[Feature] Improved Panic Handling by kaimast · Pull Request #2927 · ProvableHQ/snarkVM

kaimast · 2025-09-17T19:55:35Z

This PR is a follow-up on #2813.

Context: Handling Fatal Errors in snarkVM

Generally, snarkVM and snarkOS aim to never panic if it is possible to avoid. However, there is always the possibility of bugs that were overlooked or ending up in a state where the code cannot recover safely.

If the code panics, there are two different scenarios:

If the panic happens inside a program execution (i.e., inside try_vm_runtime) we can safely log it and continue operating normally. snarkVM will simply treat this as a failed execution.
If the panic happens outside a program execution (i.e., anywhere else in snarkVM or in snarkOS), we most likely do not want to simply continue execution, and we definitely want to notify the user and developers about the error.
We had several instances where a thread or tokio task panicked, and, while information about the panic was printed to stdout, there was no mention of it in the logs.

While the former is already implemented. The latter was partially introduced by #2813, but this PR adds some important improvement and fixes. The behavior of try_vm_runtime remains unchanged by this, albeit its implementation changes slightly.

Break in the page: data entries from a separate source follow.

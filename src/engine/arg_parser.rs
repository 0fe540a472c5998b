use clap::{Args, Parser, Subcommand};
use std::path::PathBuf;

/// Switch between the git repositories under a directory tree.
///
/// Without a subcommand, pick a repository from the cache and print its path
/// (use as `cd "$(cdg)"`). Run `cdg cache` first to build the cache.
#[derive(Clone, Parser)]
#[command(name = "cdg", version)]
#[command(about = "Pick a cached git repository and print its path; `cache` builds the cache.")]
pub struct Cli {
    #[command(subcommand)]
    pub command: Option<Commands>,

    /// Config file. Default: `.cdg.toml` in the home directory.
    #[arg(long, global = true, value_name = "FILE")]
    pub config: Option<PathBuf>,

    /// Cache file listing repository roots, one per line.
    #[arg(long, short = 'c', global = true, env = "CDG_CACHE_FILE", value_name = "FILE")]
    pub cache_file: Option<PathBuf>,

    /// Verbose output. Takes an optional `=true|false` so it never consumes the subcommand name.
    #[arg(long, short = 'v', global = true, num_args = 0..=1, require_equals = true, default_missing_value = "true", value_parser = clap::value_parser!(bool))]
    pub verbose: Option<bool>,
}

#[derive(Clone, Subcommand)]
pub enum Commands {
    /// Scan a directory tree for git repositories and write them to the cache file.
    Cache(CacheArgs),
}

#[derive(Clone, Args)]
pub struct CacheArgs {
    /// Directory to scan. Default: current directory.
    #[arg(long, short = 'p', env = "CDG_ROOT_PATH", value_name = "DIR")]
    pub root_path: Option<PathBuf>,

    /// Follow symbolic links (loops are detected and skipped).
    #[arg(long, short = 'f', num_args = 0..=1, default_missing_value = "true", value_parser = clap::value_parser!(bool))]
    pub follow_links: Option<bool>,

    /// Strict mode: fail on the first unreadable directory instead of skipping it.
    #[arg(long, num_args = 0..=1, default_missing_value = "true", value_parser = clap::value_parser!(bool))]
    pub strict: Option<bool>,

    /// Exclude patterns (glob syntax). Can specify multiple: -e pattern1 pattern2 pattern3
    #[arg(long, short = 'e', num_args = 1..)]
    pub exclude: Vec<String>,
}
//! Cache file: one repository root per line, UTF-8, newline-terminated, owner read/write only.

use anyhow::{Context, Result};
use std::fs::{self, OpenOptions};
use std::io::Write;
use std::path::Path;

use crate::RepoPath;
use crate::utils::{remove_stale_temp, rename_temp_to_final, temp_path_for};

/// Join `lines` with a trailing newline after each (empty input gives empty output).
pub fn serialize_lines(lines: &[RepoPath]) -> String {
    let mut out = String::with_capacity(lines.iter().map(|l| l.len() + 1).sum());
    for line in lines {
        out.push_str(line);
        out.push('\n');
    }
    out
}

/// Split cache content into lines. Blank lines are kept; a final newline does not add an entry.
pub fn parse_lines(content: &str) -> Vec<RepoPath> {
    content.lines().map(str::to_owned).collect()
}

/// Replace `cache_file` with `lines`. Written to a temp file (mode 0600) and renamed into
/// place, so the previous cache survives any failure.
pub fn write_cache(cache_file: &Path, lines: &[RepoPath]) -> Result<()> {
    let temp_path = temp_path_for(cache_file);
    remove_stale_temp(&temp_path)?;
    let result = write_owner_only(&temp_path, serialize_lines(lines).as_bytes())
        .and_then(|()| rename_temp_to_final(&temp_path, cache_file));
    if result.is_err() {
        let _ = fs::remove_file(&temp_path);
    }
    result
}

fn write_owner_only(path: &Path, bytes: &[u8]) -> Result<()> {
    let mut options = OpenOptions::new();
    options.write(true).create_new(true);
    #[cfg(unix)]
    {
        use std::os::unix::fs::OpenOptionsExt;
        options.mode(0o600);
    }
    let mut file = options
        .open(path)
        .with_context(|| format!("create cache file {}", path.display()))?;
    file.write_all(bytes)
        .with_context(|| format!("write cache file {}", path.display()))?;
    file.sync_all()
        .with_context(|| format!("sync cache file {}", path.display()))?;
    Ok(())
}

/// Read the whole cache into lines, in file order.
pub fn read_cache(cache_file: &Path) -> Result<Vec<RepoPath>> {
    let content = fs::read_to_string(cache_file)
        .with_context(|| format!("read cache file {}", cache_file.display()))?;
    Ok(parse_lines(&content))
}

#[cfg(test)]
mod tests {
    use super::*;

    fn lines(v: &[&str]) -> Vec<RepoPath> {
        v.iter().map(|s| s.to_string()).collect()
    }

    #[test]
    fn test_serialize_newline_terminated() {
        assert_eq!(serialize_lines(&lines(&["/a/", "/b/"])), "/a/\n/b/\n");
        assert_eq!(serialize_lines(&[]), "");
    }

    #[test]
    fn test_parse_keeps_blank_lines() {
        assert_eq!(parse_lines("/a\n\n/c\n"), lines(&["/a", "", "/c"]));
    }

    #[test]
    fn test_parse_no_trailing_newline() {
        assert_eq!(parse_lines("/a\n/b"), lines(&["/a", "/b"]));
    }

    #[test]
    fn test_parse_strips_crlf() {
        assert_eq!(parse_lines("/a\r\n/b\r\n"), lines(&["/a", "/b"]));
    }

    #[test]
    fn test_parse_empty() {
        assert!(parse_lines("").is_empty());
    }

    #[test]
    fn test_write_then_read() {
        let dir = tempfile::tempdir().unwrap();
        let cache = dir.path().join("repos");
        let found = lines(&["/src/one/", "/src/two/sub/"]);
        write_cache(&cache, &found).unwrap();
        assert_eq!(
            fs::read_to_string(&cache).unwrap(),
            "/src/one/\n/src/two/sub/\n"
        );
        assert_eq!(read_cache(&cache).unwrap(), found);
        assert!(!temp_path_for(&cache).exists());
    }

    #[test]
    fn test_write_replaces_previous_content() {
        let dir = tempfile::tempdir().unwrap();
        let cache = dir.path().join("repos");
        write_cache(&cache, &lines(&["/old/1/", "/old/2/", "/old/3/"])).unwrap();
        write_cache(&cache, &lines(&["/new/"])).unwrap();
        assert_eq!(fs::read_to_string(&cache).unwrap(), "/new/\n");
    }

    #[test]
    fn test_write_clears_stale_temp() {
        let dir = tempfile::tempdir().unwrap();
        let cache = dir.path().join("repos");
        fs::write(temp_path_for(&cache), "partial").unwrap();
        write_cache(&cache, &lines(&["/a/"])).unwrap();
        assert_eq!(fs::read_to_string(&cache).unwrap(), "/a/\n");
    }

    #[cfg(unix)]
    #[test]
    fn test_write_owner_only_permissions() {
        use std::os::unix::fs::PermissionsExt;
        let dir = tempfile::tempdir().unwrap();
        let cache = dir.path().join("repos");
        write_cache(&cache, &lines(&["/a/"])).unwrap();
        let mode = fs::metadata(&cache).unwrap().permissions().mode();
        assert_eq!(mode & 0o777, 0o600);
    }

    #[test]
    fn test_write_into_missing_dir_fails() {
        let dir = tempfile::tempdir().unwrap();
        let cache = dir.path().join("no/such/dir/repos");
        assert!(write_cache(&cache, &lines(&["/a/"])).is_err());
        assert!(!cache.exists());
    }

    #[test]
    fn test_read_missing_fails() {
        let dir = tempfile::tempdir().unwrap();
        assert!(read_cache(&dir.path().join("absent")).is_err());
    }
}
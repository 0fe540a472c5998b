//! Scanner: walks the tree on its own thread and sends each repository root to the collector.

use crossbeam_channel::Sender;
use log::debug;
use std::path::PathBuf;
use std::thread::{self, JoinHandle};
use walkdir::WalkDir;

use crate::RepoPath;
use crate::engine::tools::{clean_walk_path, is_excluded, is_git_dir, repo_root_from_git_dir};

use super::context::ScanContext;

pub fn spawn_walk_thread(
    path_tx: Sender<RepoPath>,
    done_tx: Sender<usize>,
    ctx: ScanContext,
) -> JoinHandle<usize> {
    thread::spawn(move || run_walk_loop(path_tx, done_tx, ctx))
}

/// Walk `ctx.root`, send the parent of every `.git` directory on `path_tx` without descending
/// into it, then send the emitted count on `done_tx` exactly once and drop `path_tx`.
///
/// Errors on the root itself end the walk and are recorded in `first_error`; so is any error in
/// strict mode. Other entry errors (unreadable subdirectory, symlink loop) are recorded in
/// `skipped_paths` and the walk continues. Returns the count of paths sent.
pub fn run_walk_loop(path_tx: Sender<RepoPath>, done_tx: Sender<usize>, ctx: ScanContext) -> usize {
    let mut count = 0_usize;
    let mut walker = WalkDir::new(&ctx.root)
        .follow_links(ctx.follow_links)
        .into_iter();

    while let Some(result) = walker.next() {
        if ctx.is_cancelled() {
            ctx.record_error("scan cancelled".to_string());
            break;
        }
        let entry = match result {
            Ok(entry) => entry,
            Err(err) => {
                let path = err
                    .path()
                    .map(PathBuf::from)
                    .unwrap_or_else(|| ctx.root.clone());
                if err.depth() == 0 || ctx.strict {
                    ctx.record_error(format!("{}: {}", path.display(), err));
                    break;
                }
                ctx.record_skipped(path, err.to_string());
                continue;
            }
        };
        if entry.depth() > 0 && is_excluded(entry.path(), &ctx.exclude) {
            if entry.file_type().is_dir() {
                walker.skip_current_dir();
            }
            continue;
        }
        if !is_git_dir(&entry) {
            continue;
        }
        // Nothing below a .git directory can be another repository root we report.
        walker.skip_current_dir();
        // The root is reported as given; anything below it is joined and cleaned.
        let repo = if entry.depth() == 0 {
            repo_root_from_git_dir(entry.path())
        } else {
            repo_root_from_git_dir(&clean_walk_path(entry.path()))
        };
        match repo {
            Some(repo) => {
                if path_tx.send(repo).is_err() {
                    break;
                }
                count += 1;
            }
            None => ctx.record_skipped(
                entry.into_path(),
                "path is not valid UTF-8".to_string(),
            ),
        }
    }
    debug!("walk: done, {} repositories emitted", count);
    let _ = done_tx.send(count);
    drop(path_tx);
    count
}
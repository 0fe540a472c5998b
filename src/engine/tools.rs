//! Path and filter utilities

use std::path::{Component, Path, PathBuf};
use walkdir::DirEntry;

use crate::RepoPath;
use crate::utils::config::GIT_DIR_NAME;

/// True when `entry` is a directory named exactly `.git` (files and symlinks named `.git` are not).
pub fn is_git_dir(entry: &DirEntry) -> bool {
    entry.file_type().is_dir() && entry.file_name() == GIT_DIR_NAME
}

/// Repository root for a `.git` directory path: the path text with the trailing `.git` trimmed,
/// separator kept (`/src/repo/.git` → `/src/repo/`). None when the path is not valid UTF-8.
pub fn repo_root_from_git_dir(git_dir: &Path) -> Option<RepoPath> {
    let s = git_dir.to_str()?;
    Some(s.strip_suffix(GIT_DIR_NAME).unwrap_or(s).to_owned())
}

/// Lexically clean a path below the walk root: `.` components are dropped, so a walk of `.`
/// reports `repo1/.git` rather than `./repo1/.git`. An all-`.` path cleans to `.`.
pub fn clean_walk_path(path: &Path) -> PathBuf {
    let cleaned: PathBuf = path
        .components()
        .filter(|c| !matches!(c, Component::CurDir))
        .collect();
    if cleaned.as_os_str().is_empty() {
        PathBuf::from(".")
    } else {
        cleaned
    }
}

/// Returns true if `path` matches any exclude pattern (by file name or full path).
pub fn is_excluded(path: &Path, exclude_patterns: &[String]) -> bool {
    if exclude_patterns.is_empty() {
        return false;
    }
    let name = match path.file_name().and_then(|n| n.to_str()) {
        Some(n) => n,
        None => return false,
    };
    let path_str = path.to_str().unwrap_or("");
    exclude_patterns
        .iter()
        .any(|pattern| glob_match(pattern, name) || glob_match(pattern, path_str))
}

/// Simple glob pattern matching (supports * and ?)
pub fn glob_match(pattern: &str, text: &str) -> bool {
    let pattern: Vec<char> = pattern.chars().collect();
    let text: Vec<char> = text.chars().collect();
    glob_match_chars(&pattern, &text)
}

fn glob_match_chars(pattern: &[char], text: &[char]) -> bool {
    match pattern.split_first() {
        None => text.is_empty(),
        Some(('*', rest)) => {
            if rest.is_empty() {
                return true; // trailing * matches everything
            }
            (0..=text.len()).any(|skip| glob_match_chars(rest, &text[skip..]))
        }
        Some(('?', rest)) => !text.is_empty() && glob_match_chars(rest, &text[1..]),
        Some((c, rest)) => text.first() == Some(c) && glob_match_chars(rest, &text[1..]),
    }
}

#[cfg(test)]
mod tests {
    use super::*;

    #[test]
    fn test_repo_root_keeps_separator() {
        assert_eq!(
            repo_root_from_git_dir(Path::new("/src/repo/.git")),
            Some("/src/repo/".to_string())
        );
        assert_eq!(
            repo_root_from_git_dir(Path::new("repo1/.git")),
            Some("repo1/".to_string())
        );
    }

    #[test]
    fn test_clean_walk_path_drops_cur_dir() {
        assert_eq!(
            clean_walk_path(Path::new("./repo1/.git")),
            PathBuf::from("repo1/.git")
        );
        assert_eq!(
            clean_walk_path(Path::new("./a/./b/.git")),
            PathBuf::from("a/b/.git")
        );
        assert_eq!(
            clean_walk_path(Path::new("/src/repo/.git")),
            PathBuf::from("/src/repo/.git")
        );
        assert_eq!(clean_walk_path(Path::new(".")), PathBuf::from("."));
    }

    #[test]
    fn test_repo_root_of_bare_git_name() {
        assert_eq!(repo_root_from_git_dir(Path::new(".git")), Some(String::new()));
    }

    #[test]
    fn test_glob_literal_and_wildcards() {
        assert!(glob_match("node_modules", "node_modules"));
        assert!(!glob_match("node_modules", "node_module"));
        assert!(glob_match("*.bak", "old.bak"));
        assert!(!glob_match("*.bak", "old.bak.txt"));
        assert!(glob_match("vendor*", "vendored"));
        assert!(glob_match("re?o", "repo"));
        assert!(!glob_match("re?o", "reo"));
        assert!(glob_match("*/archive/*", "/home/me/archive/old"));
    }

    #[test]
    fn test_is_excluded_by_name_or_path() {
        let path = PathBuf::from("/src/node_modules");
        assert!(is_excluded(&path, &["node_modules".to_string()]));
        assert!(is_excluded(&path, &["/src/*".to_string()]));
        assert!(!is_excluded(&path, &["target".to_string()]));
        assert!(!is_excluded(&path, &[]));
    }
}
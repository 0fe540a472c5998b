//! CLI command handler: select by default; `cache` builds the cache.

use anyhow::Result;
use log::{debug, warn};

use crate::Opts;
use crate::engine::arg_parser::{CacheArgs, Cli, Commands};
use crate::engine::handlers::{handle_cache, handle_select};
use crate::utils::cdg_toml::{apply_file_to_opts, resolve_config};
use crate::utils::setup_logging;

/// Overwrite opts from CLI (and env, which clap folds into the same fields) where given.
fn apply_cli_to_opts(cli: &Cli, opts: &mut Opts) {
    if let Some(ref p) = cli.cache_file {
        opts.cache_file = Some(p.clone());
    }
    if let Some(v) = cli.verbose {
        opts.verbose = v;
    }
    if let Some(Commands::Cache(CacheArgs {
        root_path,
        follow_links,
        strict,
        exclude,
    })) = &cli.command
    {
        if let Some(p) = root_path {
            opts.root_path = p.clone();
        }
        if let Some(v) = follow_links {
            opts.follow_links = *v;
        }
        if let Some(v) = strict {
            opts.strict = *v;
        }
        if !exclude.is_empty() {
            opts.exclude = exclude.clone();
        }
    }
}

/// Defaults, then config file, then env/flags. Sets up logging once verbosity is known.
pub fn setup_opts(cli: &Cli) -> Result<Opts> {
    let (file, warning) = resolve_config(cli.config.as_deref())?;
    let mut opts = Opts::default();
    if let Some(ref file) = file {
        apply_file_to_opts(file, &mut opts);
    }
    apply_cli_to_opts(cli, &mut opts);
    setup_logging(opts.verbose);
    if let Some(msg) = warning {
        warn!("ignoring config file {}", msg);
    }
    debug!(
        "{} CONFIG:{:#?}",
        env!("CARGO_PKG_NAME").to_uppercase(),
        opts
    );
    Ok(opts)
}

/// Run `cache` when given, otherwise select.
pub fn handle_run(cli: &Cli) -> Result<()> {
    let opts = setup_opts(cli)?;
    match cli.command {
        Some(Commands::Cache(_)) => handle_cache(&opts),
        None => handle_select(&opts),
    }
}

Improved Panic Handling Mechanisms

Panic handling as implemented in #2813 (and also before but to a limited extent) has a major shortcoming: it did not work well with multi-threading. That is because the panic handler is set per-process but, while executing a snarkVM program another thread, unrelated to execution, might panic, and snarkVM may falsely log it as a VM error.

The proposed mechanism in this PR is to store backtraces and error messages in a thread-local variable. try_vm_runtime is changed to retrieve the error message from this thread-local variable.
Additionally, there is now a catch_unwind function that wraps around the function of the same name from the standard library and returns the error message and backtrace on error. The latter is useful when printing error messages about panics, for example, in snarkOS.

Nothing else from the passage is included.